**Work task**
Write each line again exactly as it is, from the opening line of the records below through the one containing "pub const DEFAULT_DRIVER_VERSION: &str", and add nothing.

**Data to process**
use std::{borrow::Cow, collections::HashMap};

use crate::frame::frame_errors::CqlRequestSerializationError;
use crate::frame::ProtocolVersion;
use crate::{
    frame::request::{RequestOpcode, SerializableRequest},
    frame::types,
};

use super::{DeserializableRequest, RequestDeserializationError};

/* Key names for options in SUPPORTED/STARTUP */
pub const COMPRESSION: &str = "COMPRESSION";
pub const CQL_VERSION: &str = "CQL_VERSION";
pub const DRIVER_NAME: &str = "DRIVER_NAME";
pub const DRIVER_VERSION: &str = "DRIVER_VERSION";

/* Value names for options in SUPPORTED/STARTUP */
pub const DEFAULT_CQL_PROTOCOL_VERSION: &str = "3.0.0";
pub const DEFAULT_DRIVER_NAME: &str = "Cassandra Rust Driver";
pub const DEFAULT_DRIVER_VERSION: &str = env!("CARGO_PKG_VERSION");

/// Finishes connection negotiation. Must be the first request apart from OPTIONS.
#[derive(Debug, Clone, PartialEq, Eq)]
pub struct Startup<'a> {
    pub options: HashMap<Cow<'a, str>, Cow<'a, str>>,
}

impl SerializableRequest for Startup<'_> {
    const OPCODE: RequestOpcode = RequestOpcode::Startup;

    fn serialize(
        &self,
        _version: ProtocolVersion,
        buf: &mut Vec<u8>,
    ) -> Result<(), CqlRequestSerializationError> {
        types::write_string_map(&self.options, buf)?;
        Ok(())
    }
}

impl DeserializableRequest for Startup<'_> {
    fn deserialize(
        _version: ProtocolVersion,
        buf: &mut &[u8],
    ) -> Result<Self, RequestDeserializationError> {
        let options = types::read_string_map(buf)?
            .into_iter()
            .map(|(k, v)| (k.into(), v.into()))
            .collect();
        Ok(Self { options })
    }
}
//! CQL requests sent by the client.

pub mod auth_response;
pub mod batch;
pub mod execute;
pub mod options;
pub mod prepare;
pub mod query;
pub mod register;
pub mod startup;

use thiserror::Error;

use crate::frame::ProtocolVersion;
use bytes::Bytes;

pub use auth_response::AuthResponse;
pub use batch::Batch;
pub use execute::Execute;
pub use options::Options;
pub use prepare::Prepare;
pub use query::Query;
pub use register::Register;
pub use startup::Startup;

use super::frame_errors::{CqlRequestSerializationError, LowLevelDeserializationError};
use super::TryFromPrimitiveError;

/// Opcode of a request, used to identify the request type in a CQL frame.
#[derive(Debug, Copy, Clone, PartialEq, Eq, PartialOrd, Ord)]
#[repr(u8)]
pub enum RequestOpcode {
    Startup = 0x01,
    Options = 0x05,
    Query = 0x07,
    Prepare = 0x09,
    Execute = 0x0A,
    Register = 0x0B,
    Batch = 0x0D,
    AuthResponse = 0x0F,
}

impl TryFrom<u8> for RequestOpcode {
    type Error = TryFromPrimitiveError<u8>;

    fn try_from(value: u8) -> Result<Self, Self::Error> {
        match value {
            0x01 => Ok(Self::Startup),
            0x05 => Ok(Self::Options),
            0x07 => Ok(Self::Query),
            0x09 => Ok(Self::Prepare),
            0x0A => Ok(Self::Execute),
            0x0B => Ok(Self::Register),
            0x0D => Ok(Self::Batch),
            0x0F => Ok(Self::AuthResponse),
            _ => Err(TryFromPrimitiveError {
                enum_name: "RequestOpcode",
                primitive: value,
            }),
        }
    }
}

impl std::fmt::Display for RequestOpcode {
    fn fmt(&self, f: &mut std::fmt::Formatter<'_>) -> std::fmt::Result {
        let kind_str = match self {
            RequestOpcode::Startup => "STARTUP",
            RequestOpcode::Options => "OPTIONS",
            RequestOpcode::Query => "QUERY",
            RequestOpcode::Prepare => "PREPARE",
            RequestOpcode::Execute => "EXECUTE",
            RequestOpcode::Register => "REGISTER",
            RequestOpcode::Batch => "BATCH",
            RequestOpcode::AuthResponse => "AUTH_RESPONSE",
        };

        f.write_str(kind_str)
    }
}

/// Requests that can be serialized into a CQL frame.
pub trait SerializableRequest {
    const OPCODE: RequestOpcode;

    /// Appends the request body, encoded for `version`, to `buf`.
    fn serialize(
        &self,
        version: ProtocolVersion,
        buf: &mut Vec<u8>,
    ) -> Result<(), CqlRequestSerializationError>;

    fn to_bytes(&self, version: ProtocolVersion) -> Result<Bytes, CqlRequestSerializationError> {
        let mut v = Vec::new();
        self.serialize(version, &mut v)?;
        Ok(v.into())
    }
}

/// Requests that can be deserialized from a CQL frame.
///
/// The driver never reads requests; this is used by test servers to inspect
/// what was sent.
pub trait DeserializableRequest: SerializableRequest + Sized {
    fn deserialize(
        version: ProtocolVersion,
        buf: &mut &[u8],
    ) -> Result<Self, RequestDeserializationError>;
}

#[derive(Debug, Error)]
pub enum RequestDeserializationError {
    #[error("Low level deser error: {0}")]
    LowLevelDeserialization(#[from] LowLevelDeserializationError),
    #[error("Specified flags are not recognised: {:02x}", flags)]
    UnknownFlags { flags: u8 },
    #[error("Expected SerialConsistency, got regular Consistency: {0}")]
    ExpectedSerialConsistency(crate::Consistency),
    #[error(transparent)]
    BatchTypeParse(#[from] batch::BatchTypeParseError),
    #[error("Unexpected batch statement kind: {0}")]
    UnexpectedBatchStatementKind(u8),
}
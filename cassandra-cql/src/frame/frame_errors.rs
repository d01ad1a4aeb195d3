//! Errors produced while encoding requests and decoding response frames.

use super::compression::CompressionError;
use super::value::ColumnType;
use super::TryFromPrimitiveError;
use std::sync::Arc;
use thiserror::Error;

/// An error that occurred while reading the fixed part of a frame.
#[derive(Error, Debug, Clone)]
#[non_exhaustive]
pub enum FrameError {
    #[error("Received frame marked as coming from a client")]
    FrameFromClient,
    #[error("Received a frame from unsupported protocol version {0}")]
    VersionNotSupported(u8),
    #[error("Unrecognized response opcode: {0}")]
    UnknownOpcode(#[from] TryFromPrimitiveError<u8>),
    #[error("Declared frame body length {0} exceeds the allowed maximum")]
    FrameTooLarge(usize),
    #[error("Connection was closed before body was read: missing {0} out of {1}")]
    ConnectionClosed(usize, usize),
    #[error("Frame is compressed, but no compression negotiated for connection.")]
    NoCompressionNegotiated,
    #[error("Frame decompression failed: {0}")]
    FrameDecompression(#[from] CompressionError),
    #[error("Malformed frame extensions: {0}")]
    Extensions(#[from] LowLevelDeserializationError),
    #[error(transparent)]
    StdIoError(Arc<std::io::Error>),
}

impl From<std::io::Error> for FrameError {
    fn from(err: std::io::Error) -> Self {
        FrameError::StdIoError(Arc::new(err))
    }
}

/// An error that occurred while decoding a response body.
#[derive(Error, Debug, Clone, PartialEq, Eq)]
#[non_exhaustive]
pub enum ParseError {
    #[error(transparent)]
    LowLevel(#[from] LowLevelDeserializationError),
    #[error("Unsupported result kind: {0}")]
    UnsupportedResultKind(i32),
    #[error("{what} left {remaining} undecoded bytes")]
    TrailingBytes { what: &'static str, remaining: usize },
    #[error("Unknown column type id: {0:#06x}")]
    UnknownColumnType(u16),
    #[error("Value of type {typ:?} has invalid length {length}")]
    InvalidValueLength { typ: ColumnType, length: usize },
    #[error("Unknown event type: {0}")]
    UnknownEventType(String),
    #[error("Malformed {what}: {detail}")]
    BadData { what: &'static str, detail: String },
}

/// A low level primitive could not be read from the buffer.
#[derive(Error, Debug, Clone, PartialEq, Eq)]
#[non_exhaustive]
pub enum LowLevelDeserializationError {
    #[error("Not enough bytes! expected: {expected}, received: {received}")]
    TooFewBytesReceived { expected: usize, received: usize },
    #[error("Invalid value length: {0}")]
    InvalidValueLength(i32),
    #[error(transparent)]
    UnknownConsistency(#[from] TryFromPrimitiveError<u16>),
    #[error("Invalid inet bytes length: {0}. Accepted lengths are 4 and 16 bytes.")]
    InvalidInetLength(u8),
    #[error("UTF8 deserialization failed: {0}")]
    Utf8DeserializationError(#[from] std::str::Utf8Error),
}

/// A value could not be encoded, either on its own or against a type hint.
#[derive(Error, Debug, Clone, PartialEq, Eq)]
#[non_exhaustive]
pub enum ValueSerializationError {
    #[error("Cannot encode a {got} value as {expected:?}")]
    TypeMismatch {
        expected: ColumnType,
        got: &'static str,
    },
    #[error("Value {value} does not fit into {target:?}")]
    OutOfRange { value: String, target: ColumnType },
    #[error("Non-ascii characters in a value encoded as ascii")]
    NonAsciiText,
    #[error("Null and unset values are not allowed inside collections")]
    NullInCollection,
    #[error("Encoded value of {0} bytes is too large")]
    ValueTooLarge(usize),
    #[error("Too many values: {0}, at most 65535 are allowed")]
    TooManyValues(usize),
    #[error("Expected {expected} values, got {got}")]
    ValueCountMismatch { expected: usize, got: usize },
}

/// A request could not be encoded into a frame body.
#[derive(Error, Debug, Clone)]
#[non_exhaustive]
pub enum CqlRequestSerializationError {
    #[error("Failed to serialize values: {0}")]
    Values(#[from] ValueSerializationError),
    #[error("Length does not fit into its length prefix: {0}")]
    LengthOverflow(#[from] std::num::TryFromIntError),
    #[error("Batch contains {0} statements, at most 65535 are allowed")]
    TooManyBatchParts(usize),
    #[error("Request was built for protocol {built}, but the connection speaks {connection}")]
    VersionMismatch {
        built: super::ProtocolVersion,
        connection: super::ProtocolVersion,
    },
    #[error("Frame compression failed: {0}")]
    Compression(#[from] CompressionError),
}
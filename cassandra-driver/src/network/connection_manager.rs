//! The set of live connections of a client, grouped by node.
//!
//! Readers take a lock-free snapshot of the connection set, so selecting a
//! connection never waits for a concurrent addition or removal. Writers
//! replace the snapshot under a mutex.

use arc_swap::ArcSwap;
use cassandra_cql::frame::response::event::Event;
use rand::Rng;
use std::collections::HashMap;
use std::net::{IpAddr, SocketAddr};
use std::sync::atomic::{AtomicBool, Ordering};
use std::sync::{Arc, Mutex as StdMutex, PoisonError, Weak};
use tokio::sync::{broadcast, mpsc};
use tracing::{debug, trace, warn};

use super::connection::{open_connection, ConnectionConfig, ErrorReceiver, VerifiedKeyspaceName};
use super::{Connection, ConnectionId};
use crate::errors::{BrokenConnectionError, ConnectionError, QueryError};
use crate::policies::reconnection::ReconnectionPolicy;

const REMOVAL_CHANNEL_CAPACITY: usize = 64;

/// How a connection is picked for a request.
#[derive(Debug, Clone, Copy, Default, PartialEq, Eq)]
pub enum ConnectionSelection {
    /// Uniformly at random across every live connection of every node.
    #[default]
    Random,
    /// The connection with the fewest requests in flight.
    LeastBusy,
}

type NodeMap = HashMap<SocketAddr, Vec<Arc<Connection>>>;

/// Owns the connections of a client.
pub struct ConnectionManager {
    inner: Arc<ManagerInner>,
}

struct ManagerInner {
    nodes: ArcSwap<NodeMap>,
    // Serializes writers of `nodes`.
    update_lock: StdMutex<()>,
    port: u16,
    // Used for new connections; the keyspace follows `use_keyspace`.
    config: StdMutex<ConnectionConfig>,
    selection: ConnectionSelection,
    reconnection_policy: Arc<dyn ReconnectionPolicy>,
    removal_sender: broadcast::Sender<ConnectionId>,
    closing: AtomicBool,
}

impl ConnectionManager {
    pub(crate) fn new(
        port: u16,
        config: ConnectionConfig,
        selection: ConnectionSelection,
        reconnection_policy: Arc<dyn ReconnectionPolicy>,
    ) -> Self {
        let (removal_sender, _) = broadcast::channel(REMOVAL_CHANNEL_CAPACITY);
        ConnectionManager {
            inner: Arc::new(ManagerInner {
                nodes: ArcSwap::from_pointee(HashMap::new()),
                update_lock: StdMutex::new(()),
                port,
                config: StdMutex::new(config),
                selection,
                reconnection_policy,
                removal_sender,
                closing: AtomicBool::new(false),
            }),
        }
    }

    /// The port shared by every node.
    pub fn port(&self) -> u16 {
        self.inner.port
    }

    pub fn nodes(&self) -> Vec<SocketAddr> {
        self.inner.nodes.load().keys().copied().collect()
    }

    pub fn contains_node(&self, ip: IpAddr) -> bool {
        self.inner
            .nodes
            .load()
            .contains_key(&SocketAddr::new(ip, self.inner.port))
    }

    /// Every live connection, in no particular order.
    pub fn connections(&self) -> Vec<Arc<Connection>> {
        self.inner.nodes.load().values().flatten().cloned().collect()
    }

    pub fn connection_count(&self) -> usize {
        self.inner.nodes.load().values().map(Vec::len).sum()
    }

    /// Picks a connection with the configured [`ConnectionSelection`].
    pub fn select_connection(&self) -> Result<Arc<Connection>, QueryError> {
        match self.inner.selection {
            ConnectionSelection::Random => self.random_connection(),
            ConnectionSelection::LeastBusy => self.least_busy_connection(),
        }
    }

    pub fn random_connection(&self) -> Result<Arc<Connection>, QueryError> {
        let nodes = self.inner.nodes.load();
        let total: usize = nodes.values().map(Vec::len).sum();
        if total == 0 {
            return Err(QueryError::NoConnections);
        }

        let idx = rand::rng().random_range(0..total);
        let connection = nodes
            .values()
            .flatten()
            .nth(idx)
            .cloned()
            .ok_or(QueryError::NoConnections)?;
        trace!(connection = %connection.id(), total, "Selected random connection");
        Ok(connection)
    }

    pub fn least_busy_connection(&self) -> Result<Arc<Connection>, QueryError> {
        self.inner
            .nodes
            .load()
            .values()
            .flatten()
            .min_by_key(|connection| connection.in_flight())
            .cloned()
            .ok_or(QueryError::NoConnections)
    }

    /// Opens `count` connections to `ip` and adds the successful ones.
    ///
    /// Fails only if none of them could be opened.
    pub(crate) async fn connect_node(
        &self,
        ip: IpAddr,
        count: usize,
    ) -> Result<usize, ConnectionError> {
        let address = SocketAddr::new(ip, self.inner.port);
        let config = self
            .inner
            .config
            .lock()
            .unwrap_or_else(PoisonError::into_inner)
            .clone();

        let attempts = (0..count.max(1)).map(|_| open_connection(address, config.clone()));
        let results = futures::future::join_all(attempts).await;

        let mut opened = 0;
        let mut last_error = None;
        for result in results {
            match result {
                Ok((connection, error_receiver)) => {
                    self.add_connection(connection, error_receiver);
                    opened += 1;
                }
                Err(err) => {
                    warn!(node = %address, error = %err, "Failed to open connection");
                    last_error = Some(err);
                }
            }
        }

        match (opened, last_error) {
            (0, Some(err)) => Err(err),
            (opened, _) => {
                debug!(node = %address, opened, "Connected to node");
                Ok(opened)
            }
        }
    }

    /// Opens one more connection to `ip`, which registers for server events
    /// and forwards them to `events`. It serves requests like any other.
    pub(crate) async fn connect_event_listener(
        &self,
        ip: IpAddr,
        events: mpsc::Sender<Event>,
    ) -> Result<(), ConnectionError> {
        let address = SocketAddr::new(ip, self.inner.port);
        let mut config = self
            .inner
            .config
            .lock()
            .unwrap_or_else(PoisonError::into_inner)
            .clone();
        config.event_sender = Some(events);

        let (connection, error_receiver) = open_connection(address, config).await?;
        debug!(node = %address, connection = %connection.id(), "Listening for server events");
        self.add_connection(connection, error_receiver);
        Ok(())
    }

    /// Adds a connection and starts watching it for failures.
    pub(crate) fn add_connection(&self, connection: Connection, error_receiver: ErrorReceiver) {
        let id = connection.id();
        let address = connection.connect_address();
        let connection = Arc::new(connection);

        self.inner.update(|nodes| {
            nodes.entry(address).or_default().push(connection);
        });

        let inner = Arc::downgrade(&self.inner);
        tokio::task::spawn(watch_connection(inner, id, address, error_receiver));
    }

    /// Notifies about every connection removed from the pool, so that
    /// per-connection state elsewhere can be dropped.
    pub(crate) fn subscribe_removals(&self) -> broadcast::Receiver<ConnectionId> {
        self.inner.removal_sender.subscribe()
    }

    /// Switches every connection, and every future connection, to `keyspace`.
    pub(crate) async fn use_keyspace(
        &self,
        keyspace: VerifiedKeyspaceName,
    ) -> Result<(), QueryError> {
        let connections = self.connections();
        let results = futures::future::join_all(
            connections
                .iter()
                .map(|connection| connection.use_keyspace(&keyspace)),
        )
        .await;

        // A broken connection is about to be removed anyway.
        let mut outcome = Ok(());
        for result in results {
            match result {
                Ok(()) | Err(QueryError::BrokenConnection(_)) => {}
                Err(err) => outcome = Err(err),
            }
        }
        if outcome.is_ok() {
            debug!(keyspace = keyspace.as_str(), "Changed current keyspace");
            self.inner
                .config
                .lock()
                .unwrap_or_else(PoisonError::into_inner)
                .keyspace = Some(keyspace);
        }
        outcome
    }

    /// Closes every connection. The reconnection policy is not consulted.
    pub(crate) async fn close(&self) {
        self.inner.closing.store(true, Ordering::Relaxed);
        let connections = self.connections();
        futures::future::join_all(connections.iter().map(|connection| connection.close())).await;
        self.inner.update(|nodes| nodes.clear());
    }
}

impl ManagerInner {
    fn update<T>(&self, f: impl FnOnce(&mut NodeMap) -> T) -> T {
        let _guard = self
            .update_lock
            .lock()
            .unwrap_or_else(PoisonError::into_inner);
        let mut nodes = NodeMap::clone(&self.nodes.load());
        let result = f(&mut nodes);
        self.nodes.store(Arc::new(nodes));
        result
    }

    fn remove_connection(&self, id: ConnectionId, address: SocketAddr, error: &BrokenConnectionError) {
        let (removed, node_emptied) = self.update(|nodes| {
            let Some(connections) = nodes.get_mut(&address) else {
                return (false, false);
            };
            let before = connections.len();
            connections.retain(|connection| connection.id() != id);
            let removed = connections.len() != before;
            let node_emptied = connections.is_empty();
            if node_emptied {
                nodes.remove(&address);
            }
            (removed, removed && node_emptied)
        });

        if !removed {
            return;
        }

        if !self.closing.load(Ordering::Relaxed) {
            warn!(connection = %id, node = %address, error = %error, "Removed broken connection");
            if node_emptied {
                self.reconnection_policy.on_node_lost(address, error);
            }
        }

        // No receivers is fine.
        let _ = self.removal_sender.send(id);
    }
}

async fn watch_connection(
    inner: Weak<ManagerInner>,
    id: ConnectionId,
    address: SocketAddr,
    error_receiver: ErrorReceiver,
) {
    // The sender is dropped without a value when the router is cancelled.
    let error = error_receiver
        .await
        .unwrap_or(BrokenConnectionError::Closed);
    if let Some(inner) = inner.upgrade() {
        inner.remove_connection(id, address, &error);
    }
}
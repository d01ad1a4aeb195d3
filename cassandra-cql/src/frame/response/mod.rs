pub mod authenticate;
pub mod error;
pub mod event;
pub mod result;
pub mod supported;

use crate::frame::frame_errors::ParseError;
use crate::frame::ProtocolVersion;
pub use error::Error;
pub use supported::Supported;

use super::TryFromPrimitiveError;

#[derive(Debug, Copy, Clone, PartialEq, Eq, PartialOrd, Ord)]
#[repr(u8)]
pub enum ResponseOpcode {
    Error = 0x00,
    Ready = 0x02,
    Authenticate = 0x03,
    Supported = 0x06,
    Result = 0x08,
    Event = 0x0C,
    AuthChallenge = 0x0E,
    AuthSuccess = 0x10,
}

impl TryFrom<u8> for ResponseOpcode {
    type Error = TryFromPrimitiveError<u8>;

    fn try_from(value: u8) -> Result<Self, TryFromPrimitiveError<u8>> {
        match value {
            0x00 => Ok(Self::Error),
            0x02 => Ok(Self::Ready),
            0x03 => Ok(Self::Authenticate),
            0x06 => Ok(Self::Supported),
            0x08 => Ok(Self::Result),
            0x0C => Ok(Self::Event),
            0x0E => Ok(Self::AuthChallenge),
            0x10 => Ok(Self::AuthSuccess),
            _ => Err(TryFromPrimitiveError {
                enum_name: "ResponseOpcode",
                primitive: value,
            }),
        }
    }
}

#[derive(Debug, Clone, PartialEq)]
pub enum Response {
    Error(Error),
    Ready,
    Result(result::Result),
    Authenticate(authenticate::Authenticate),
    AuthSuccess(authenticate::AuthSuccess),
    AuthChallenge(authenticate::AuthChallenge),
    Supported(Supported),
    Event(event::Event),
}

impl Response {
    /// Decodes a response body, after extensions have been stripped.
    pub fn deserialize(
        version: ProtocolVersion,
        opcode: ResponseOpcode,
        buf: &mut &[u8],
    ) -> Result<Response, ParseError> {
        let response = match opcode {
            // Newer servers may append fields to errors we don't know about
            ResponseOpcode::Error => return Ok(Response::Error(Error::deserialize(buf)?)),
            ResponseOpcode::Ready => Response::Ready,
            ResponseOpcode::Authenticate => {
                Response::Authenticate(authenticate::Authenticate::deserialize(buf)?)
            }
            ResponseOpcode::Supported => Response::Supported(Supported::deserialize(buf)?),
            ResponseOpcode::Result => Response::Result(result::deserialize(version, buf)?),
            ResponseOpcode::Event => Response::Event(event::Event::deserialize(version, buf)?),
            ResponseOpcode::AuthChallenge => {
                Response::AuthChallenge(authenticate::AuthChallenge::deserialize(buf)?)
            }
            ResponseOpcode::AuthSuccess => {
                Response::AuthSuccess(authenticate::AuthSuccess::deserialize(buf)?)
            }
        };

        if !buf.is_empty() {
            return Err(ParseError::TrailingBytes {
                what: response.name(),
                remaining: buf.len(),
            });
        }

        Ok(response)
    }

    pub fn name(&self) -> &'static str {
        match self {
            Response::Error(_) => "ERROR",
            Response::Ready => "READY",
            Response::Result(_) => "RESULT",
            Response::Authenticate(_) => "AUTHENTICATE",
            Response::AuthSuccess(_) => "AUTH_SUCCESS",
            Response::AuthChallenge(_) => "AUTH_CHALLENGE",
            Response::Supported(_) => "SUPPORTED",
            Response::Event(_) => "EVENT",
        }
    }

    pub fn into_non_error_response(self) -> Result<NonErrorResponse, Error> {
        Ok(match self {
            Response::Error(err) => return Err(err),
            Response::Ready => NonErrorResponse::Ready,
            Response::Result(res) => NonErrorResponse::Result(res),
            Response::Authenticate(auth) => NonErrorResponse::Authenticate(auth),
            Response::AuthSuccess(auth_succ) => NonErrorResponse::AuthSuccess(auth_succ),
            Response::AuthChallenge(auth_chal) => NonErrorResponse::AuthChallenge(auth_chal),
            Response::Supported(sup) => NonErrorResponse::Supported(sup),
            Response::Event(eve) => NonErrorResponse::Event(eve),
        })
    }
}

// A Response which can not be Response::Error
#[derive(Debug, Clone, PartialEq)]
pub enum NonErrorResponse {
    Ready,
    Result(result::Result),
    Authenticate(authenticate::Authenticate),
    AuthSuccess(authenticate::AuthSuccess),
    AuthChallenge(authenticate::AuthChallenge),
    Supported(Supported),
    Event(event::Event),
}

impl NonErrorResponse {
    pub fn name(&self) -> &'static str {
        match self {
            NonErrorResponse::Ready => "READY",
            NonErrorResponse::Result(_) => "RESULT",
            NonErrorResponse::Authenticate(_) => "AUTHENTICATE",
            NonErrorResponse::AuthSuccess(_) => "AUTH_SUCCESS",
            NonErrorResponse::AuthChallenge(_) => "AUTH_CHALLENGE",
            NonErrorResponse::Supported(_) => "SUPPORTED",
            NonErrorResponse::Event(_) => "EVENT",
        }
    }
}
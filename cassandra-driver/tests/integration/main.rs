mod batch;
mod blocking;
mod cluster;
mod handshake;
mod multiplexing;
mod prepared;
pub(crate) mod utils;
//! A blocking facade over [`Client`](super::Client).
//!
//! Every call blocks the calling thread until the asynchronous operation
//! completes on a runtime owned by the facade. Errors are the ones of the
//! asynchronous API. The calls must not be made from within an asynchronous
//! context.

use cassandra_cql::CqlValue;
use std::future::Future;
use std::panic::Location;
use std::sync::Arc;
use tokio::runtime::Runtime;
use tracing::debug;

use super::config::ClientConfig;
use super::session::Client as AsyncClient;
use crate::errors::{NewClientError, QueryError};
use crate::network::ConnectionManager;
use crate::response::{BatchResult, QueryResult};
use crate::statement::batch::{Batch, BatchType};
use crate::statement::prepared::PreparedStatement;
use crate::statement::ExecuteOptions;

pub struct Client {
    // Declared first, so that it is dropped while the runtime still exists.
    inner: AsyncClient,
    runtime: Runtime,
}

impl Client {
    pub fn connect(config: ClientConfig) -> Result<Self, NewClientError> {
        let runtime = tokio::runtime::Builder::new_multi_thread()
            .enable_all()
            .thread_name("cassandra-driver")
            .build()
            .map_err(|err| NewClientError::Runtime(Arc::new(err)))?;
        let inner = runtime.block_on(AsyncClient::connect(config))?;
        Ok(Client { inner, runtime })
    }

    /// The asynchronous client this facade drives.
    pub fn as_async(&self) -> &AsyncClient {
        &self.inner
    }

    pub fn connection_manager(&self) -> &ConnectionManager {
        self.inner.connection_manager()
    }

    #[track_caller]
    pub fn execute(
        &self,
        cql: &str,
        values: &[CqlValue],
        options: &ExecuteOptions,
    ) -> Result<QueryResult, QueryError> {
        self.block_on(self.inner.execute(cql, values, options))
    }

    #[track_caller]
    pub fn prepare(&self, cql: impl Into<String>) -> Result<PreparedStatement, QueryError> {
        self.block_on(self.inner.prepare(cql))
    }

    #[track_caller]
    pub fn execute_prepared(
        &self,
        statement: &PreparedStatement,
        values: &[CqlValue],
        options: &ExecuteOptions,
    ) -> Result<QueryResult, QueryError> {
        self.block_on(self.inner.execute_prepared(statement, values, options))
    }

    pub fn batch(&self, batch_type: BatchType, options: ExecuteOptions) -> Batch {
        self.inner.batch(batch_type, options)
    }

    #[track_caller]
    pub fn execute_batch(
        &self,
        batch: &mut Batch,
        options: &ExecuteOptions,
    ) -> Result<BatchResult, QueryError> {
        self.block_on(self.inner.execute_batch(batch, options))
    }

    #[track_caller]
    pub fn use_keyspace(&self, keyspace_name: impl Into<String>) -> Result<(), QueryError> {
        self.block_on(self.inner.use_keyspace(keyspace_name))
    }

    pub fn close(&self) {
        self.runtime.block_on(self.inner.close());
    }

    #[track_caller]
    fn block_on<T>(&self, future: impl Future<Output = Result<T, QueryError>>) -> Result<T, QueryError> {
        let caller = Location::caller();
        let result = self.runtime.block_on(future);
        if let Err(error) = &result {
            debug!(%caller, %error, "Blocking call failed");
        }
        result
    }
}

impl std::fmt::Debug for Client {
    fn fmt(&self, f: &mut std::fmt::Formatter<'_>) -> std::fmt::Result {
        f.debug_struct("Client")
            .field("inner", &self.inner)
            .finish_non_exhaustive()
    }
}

**Reply to the exercise**
use std::{borrow::Cow, collections::HashMap};

use crate::frame::frame_errors::CqlRequestSerializationError;
use crate::frame::ProtocolVersion;
use crate::{
    frame::request::{RequestOpcode, SerializableRequest},
    frame::types,
};

use super::{DeserializableRequest, RequestDeserializationError};

/* Key names for options in SUPPORTED/STARTUP */
pub const COMPRESSION: &str = "COMPRESSION";
pub const CQL_VERSION: &str = "CQL_VERSION";
pub const DRIVER_NAME: &str = "DRIVER_NAME";
pub const DRIVER_VERSION: &str = "DRIVER_VERSION";

/* Value names for options in SUPPORTED/STARTUP */
pub const DEFAULT_CQL_PROTOCOL_VERSION: &str = "3.0.0";
pub const DEFAULT_DRIVER_NAME: &str = "Cassandra Rust Driver";
pub const DEFAULT_DRIVER_VERSION: &str = env!("CARGO_PKG_VERSION");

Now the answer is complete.